The recent blog war between Kos and The New Republic has exposed a rift in Democratic politics as deep as it is tiresome. I've come away believing neither the Kos charge that TNR is a gay-friendly National Review, nor the TNR charge that Markos is Julius Streicher. Everyone's coming out of this looking pretty silly, while back in the grim world the tortures, the illegal detentions, and the ruinous Iraq policies of the Bush regime go on. I realize that nobody involved in this intra-blog squabble can actually do very much about these problems, but it would be nice if they could at least have some dignity in the face of them.
Then again, as George Constanza so aptly put it: "I lived my whole life in shame! Why should I die with dignity?"
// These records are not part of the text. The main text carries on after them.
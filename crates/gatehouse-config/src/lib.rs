#![forbid(unsafe_code)]
#![deny(
    warnings,
    dead_code,
    unused,
    unused_imports,
    unused_must_use,
    unreachable_pub,
    clippy::all,
    clippy::pedantic,
    clippy::nursery,
    rustdoc::broken_intra_doc_links,
    rustdoc::bare_urls,
    missing_docs
)]

//! Widget settings and per-`show()` options.
//!
//! Layout: `model.rs` (serde models as supplied by the host), `defaults.rs`
//! (fallback values), `validate.rs` (merge with defaults and validation into
//! resolved, typed settings).

pub mod defaults;
pub mod error;
pub mod model;
pub mod validate;

pub use error::{ConfigError, ConfigResult};
pub use model::{
    AuthParams, ResolvedOptions, ResolvedSettings, ResponseType, TransportSettings,
    WidgetOptions, WidgetSettings,
};
pub use validate::{derive_asset_locations, resolve_options, resolve_settings};
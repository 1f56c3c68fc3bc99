//! Error types for configuration operations.

use thiserror::Error;

/// Primary error type for configuration operations.
#[derive(Debug, Error)]
pub enum ConfigError {
    /// Field contained an invalid value.
    #[error("invalid configuration field")]
    InvalidField {
        /// Field that failed validation, in host (camelCase) spelling.
        field: String,
        /// Offending value when available.
        value: Option<String>,
        /// Machine-readable reason for the failure.
        reason: &'static str,
    },
    /// A required field was absent.
    #[error("missing configuration field")]
    MissingField {
        /// Name of the missing field.
        field: &'static str,
    },
    /// Options document could not be parsed.
    #[error("invalid options document")]
    Parse {
        /// Source serde error.
        source: serde_json::Error,
    },
}

impl ConfigError {
    /// Machine-readable code used in fault events.
    #[must_use]
    pub const fn code(&self) -> &'static str {
        match self {
            Self::InvalidField { .. } => "invalid_option",
            Self::MissingField { .. } => "missing_option",
            Self::Parse { .. } => "invalid_options_document",
        }
    }

    /// One-line detail naming the field and reason.
    #[must_use]
    pub fn detail(&self) -> String {
        match self {
            Self::InvalidField { field, reason, .. } => format!("{field}: {reason}"),
            Self::MissingField { field } => format!("{field}: required"),
            Self::Parse { source } => source.to_string(),
        }
    }

    pub(crate) fn invalid(field: &str, value: Option<&str>, reason: &'static str) -> Self {
        Self::InvalidField {
            field: field.to_string(),
            value: value.map(str::to_string),
            reason,
        }
    }
}

/// Convenience alias for configuration results.
pub type ConfigResult<T> = Result<T, ConfigError>;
With all the feces flying around, though, it's easy to forget that some good articles come out of TNR. Take this article by Rick Perlstein called "What Is Conservative Culture?" It addresses how the various factions of conservativism--from the vapid "South Park" conservatives to the prudish evangelicals; from the erudite, bespectacled scholars who've memorized Hayek and Friedman to the beer guts with pick'em up trucks who think that Straussianism refers to a fanatical belief in the power of loose fitting denim--hold themselves together by their common love of rebeling against a supposedly hegemonic liberalism (a belief that persists even though conservatives run almost everything worth running). I'd always wondered how these very different people succeed in getting along, and now I know. They hate me.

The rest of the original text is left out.